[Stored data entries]
▽
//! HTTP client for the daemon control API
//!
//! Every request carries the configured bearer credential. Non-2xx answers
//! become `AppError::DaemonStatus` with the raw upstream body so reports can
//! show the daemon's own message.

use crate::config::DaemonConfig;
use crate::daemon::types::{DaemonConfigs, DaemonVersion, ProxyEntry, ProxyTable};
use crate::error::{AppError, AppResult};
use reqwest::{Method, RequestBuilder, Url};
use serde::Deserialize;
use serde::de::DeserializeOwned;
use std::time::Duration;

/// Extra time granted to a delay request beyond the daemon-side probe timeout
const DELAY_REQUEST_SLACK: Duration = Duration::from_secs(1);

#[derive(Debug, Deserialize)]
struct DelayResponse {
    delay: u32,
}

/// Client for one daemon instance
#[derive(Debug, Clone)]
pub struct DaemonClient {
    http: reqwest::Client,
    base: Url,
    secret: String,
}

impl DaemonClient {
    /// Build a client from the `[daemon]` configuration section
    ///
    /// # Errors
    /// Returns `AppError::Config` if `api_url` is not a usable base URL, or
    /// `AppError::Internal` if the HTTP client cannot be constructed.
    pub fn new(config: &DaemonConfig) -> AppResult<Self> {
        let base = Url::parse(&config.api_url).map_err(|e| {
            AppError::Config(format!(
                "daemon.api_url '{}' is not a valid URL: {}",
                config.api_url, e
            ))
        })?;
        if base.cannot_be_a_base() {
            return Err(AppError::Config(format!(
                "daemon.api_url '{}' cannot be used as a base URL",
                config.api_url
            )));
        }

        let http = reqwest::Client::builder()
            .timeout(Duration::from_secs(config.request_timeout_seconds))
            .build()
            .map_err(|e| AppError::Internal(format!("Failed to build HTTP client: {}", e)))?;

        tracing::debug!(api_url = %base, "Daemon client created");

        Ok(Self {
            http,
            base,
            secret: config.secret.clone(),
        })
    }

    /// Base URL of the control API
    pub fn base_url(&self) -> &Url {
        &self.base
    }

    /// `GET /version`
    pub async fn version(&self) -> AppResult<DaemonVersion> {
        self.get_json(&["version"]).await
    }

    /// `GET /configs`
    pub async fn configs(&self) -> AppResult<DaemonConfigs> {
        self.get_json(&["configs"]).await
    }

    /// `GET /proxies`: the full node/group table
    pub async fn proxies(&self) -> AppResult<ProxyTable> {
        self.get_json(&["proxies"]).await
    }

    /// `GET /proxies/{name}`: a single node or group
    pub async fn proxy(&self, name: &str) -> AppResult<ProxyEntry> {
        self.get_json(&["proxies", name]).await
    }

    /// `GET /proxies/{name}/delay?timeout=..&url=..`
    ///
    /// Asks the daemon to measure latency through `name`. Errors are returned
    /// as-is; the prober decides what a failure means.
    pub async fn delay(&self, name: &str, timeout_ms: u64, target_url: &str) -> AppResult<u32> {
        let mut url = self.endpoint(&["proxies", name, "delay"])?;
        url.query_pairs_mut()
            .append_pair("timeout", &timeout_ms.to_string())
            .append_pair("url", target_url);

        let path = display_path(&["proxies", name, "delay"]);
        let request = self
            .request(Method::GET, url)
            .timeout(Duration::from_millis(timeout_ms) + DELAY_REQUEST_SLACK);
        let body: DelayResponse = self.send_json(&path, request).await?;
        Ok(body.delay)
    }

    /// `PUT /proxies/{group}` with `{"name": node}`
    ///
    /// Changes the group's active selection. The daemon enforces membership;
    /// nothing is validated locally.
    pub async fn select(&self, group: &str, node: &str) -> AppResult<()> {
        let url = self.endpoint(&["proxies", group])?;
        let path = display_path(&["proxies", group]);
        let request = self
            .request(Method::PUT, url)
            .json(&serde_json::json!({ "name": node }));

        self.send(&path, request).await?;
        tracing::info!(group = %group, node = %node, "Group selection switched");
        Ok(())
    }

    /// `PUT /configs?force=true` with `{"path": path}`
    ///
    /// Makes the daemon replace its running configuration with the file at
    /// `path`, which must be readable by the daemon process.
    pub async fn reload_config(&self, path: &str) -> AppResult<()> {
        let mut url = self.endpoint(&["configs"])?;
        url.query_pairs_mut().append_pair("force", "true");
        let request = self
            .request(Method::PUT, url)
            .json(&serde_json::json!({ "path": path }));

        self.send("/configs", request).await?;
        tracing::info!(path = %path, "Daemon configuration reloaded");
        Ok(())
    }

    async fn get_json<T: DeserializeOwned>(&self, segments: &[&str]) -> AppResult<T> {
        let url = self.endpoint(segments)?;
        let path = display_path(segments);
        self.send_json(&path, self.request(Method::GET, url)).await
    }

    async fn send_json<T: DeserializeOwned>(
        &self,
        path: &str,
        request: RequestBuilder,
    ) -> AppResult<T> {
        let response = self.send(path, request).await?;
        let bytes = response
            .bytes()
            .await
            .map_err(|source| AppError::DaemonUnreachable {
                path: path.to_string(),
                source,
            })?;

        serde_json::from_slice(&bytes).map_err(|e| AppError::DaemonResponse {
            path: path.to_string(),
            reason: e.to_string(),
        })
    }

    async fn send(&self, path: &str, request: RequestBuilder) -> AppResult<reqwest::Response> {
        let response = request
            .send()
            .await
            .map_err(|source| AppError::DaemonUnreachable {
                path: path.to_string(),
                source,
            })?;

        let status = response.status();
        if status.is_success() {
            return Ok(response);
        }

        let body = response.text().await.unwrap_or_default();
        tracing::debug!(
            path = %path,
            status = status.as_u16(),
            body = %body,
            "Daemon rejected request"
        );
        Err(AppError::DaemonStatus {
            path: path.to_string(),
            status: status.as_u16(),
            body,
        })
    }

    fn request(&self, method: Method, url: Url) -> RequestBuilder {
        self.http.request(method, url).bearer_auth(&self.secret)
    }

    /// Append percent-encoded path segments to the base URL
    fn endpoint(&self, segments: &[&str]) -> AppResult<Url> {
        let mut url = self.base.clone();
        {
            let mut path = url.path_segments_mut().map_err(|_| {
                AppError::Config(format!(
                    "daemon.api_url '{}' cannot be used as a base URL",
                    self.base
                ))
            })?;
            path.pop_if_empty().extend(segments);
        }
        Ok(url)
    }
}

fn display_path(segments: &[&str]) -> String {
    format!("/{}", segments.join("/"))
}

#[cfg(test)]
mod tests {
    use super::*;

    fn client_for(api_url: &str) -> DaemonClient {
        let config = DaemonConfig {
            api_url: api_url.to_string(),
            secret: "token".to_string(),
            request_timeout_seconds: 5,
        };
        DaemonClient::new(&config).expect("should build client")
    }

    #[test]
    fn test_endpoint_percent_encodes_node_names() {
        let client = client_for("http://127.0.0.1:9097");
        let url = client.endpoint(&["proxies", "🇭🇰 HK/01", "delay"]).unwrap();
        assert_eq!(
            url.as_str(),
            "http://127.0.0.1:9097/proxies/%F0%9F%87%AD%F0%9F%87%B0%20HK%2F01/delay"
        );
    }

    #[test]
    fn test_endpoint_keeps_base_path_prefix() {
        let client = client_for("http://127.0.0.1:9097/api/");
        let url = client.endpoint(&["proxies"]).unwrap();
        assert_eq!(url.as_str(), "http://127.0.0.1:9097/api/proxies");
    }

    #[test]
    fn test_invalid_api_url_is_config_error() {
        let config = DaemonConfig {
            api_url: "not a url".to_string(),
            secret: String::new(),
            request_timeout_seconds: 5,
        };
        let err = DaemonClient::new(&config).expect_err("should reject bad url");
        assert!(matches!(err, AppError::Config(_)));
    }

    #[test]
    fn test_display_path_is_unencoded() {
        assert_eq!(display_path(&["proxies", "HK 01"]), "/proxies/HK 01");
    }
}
△
▽
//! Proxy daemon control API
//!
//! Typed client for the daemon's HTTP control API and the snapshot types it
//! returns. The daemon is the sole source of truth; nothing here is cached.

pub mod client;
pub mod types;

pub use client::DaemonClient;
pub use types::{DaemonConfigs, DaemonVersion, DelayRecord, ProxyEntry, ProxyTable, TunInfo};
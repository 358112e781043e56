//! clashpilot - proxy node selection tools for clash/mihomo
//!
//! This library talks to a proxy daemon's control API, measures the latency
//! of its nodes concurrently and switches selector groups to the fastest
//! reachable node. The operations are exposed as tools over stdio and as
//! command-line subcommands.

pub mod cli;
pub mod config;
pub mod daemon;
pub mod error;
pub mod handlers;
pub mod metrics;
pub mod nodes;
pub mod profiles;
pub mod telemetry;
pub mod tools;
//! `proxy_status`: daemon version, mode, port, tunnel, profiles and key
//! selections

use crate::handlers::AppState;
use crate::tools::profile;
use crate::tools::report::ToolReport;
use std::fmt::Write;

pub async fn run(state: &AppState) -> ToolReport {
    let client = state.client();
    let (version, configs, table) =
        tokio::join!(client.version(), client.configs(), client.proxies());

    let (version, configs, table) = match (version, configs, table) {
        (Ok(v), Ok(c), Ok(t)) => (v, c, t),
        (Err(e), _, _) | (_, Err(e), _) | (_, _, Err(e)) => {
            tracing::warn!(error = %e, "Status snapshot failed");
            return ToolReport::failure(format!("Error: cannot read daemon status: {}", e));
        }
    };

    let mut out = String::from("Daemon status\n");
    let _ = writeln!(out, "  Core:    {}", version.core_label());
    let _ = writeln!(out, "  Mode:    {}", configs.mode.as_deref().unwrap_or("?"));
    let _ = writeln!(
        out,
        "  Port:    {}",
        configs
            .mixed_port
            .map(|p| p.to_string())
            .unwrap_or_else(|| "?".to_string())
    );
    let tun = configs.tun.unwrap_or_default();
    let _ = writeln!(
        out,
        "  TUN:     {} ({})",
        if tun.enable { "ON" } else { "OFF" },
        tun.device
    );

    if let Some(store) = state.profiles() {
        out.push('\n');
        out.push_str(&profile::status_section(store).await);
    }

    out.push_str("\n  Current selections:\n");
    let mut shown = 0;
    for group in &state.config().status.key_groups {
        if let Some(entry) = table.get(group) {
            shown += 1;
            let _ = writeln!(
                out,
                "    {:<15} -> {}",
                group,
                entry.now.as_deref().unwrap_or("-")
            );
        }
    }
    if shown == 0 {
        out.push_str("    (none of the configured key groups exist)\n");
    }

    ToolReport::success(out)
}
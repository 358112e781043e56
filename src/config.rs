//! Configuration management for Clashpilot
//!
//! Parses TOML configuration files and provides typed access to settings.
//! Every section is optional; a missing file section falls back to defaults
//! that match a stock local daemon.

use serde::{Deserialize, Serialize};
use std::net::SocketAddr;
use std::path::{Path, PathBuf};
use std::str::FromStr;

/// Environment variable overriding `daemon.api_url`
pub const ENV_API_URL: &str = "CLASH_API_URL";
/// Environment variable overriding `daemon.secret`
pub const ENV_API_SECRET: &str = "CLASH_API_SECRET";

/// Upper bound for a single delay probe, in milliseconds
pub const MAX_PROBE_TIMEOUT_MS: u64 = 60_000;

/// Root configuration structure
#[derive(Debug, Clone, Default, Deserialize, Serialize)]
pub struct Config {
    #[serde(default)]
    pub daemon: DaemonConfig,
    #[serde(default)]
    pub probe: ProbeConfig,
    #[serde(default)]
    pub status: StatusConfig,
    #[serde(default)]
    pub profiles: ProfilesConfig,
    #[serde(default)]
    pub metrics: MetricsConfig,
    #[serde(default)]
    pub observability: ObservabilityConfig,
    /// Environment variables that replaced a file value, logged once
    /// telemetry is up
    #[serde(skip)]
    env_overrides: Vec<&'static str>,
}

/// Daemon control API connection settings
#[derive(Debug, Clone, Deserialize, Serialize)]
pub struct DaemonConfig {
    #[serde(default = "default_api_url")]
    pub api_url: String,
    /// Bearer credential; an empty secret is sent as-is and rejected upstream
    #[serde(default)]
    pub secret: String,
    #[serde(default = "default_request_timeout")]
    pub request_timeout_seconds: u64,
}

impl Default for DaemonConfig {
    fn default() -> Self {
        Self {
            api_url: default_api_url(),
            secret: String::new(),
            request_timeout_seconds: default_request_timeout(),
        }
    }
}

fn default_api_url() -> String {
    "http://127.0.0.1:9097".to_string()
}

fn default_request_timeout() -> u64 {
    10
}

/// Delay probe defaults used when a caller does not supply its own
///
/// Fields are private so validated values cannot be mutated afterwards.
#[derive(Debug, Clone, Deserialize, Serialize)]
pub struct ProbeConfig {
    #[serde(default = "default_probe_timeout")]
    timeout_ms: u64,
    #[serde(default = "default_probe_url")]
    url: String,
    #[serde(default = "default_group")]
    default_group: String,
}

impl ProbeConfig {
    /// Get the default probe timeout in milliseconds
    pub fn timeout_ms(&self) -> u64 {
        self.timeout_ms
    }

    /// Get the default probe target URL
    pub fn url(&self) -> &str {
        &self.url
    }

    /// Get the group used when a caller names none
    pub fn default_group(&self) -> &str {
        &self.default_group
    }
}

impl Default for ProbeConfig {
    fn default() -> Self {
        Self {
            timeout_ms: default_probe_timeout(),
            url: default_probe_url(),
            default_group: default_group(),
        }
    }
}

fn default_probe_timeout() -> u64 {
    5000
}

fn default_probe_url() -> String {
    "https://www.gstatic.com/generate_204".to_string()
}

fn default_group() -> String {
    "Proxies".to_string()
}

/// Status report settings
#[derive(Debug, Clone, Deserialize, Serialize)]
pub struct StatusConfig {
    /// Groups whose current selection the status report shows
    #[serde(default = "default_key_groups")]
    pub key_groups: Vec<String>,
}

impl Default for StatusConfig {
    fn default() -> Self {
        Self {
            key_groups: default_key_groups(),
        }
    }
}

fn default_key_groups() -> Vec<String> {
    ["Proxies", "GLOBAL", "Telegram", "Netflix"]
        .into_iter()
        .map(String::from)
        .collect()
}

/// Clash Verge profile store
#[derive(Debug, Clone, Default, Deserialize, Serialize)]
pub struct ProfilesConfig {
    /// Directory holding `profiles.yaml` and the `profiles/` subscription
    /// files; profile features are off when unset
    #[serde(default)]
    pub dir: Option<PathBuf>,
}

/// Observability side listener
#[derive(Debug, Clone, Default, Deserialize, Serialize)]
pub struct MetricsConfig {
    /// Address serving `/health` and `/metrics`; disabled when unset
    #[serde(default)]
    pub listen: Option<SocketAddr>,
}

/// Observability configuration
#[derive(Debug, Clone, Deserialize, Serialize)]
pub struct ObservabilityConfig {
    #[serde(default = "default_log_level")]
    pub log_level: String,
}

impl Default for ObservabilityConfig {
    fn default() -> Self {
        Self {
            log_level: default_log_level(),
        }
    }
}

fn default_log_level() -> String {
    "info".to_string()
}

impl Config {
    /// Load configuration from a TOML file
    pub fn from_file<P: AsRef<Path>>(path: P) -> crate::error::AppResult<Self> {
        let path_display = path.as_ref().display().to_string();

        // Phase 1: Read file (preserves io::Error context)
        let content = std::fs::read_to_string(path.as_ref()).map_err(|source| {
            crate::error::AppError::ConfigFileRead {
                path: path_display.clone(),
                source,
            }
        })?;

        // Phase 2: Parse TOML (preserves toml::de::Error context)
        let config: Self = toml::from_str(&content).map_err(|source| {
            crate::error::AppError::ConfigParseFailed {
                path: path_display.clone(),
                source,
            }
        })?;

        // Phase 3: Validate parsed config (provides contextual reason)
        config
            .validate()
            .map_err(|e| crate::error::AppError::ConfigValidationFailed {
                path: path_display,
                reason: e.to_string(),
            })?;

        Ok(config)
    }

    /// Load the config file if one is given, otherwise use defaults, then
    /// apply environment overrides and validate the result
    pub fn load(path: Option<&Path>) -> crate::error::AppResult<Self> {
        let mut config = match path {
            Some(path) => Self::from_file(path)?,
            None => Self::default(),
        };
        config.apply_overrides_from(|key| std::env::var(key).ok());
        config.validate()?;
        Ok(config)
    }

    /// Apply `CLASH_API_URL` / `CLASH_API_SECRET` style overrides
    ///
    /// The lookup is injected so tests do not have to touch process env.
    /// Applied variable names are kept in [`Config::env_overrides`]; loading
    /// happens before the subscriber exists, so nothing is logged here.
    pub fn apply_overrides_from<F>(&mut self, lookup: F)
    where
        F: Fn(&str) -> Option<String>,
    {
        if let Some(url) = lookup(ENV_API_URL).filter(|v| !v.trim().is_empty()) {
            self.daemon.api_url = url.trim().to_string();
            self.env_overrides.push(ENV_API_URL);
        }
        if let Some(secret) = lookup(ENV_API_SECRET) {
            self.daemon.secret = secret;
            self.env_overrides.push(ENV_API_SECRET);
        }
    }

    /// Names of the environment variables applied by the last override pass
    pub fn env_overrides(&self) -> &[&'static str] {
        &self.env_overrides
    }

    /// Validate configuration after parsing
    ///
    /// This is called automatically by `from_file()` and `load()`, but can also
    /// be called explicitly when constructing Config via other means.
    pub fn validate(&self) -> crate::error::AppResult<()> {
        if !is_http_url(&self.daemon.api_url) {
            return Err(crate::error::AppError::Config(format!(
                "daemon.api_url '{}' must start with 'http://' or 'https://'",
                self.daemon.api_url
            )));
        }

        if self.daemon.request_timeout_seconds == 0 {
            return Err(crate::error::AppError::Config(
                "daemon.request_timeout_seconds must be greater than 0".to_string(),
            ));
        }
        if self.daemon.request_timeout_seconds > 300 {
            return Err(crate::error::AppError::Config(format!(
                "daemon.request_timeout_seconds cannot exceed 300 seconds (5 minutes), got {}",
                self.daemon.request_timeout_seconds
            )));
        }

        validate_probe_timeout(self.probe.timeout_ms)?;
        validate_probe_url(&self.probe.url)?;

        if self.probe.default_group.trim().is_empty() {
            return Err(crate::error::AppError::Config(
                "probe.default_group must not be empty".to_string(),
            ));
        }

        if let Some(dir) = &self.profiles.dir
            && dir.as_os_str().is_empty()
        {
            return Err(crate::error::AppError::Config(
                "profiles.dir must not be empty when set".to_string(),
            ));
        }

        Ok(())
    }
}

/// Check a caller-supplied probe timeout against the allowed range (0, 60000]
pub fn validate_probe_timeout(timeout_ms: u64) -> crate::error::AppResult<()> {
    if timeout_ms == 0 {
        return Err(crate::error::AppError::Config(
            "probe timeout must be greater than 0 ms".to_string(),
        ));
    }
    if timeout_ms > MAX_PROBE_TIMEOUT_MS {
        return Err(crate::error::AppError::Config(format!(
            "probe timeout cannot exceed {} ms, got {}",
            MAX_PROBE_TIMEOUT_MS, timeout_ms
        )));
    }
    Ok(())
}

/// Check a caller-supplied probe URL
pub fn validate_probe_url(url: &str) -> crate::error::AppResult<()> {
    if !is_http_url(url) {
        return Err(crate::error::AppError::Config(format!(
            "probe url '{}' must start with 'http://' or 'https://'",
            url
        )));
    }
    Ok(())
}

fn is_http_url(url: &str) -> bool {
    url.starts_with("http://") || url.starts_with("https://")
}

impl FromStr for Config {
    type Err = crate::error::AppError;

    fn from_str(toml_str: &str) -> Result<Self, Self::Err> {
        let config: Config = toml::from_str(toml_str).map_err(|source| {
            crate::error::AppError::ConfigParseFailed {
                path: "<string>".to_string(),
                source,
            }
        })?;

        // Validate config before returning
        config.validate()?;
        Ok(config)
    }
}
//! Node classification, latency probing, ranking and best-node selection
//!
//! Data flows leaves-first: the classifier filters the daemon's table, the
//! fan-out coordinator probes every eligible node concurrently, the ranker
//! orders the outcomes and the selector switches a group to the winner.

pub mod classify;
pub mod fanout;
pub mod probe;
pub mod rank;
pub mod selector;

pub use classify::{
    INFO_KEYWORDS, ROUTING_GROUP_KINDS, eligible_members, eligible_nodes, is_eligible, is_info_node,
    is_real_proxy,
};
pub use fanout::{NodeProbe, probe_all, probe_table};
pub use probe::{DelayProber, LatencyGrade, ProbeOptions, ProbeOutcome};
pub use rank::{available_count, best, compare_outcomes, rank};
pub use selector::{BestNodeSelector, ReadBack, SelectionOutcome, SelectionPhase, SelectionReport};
△
Check every line of the data, and copy the ones that contain "than".

                "daemon.request_timeout_seconds must be greater than 0".to_string(),
            "probe timeout must be greater than 0 ms".to_string(),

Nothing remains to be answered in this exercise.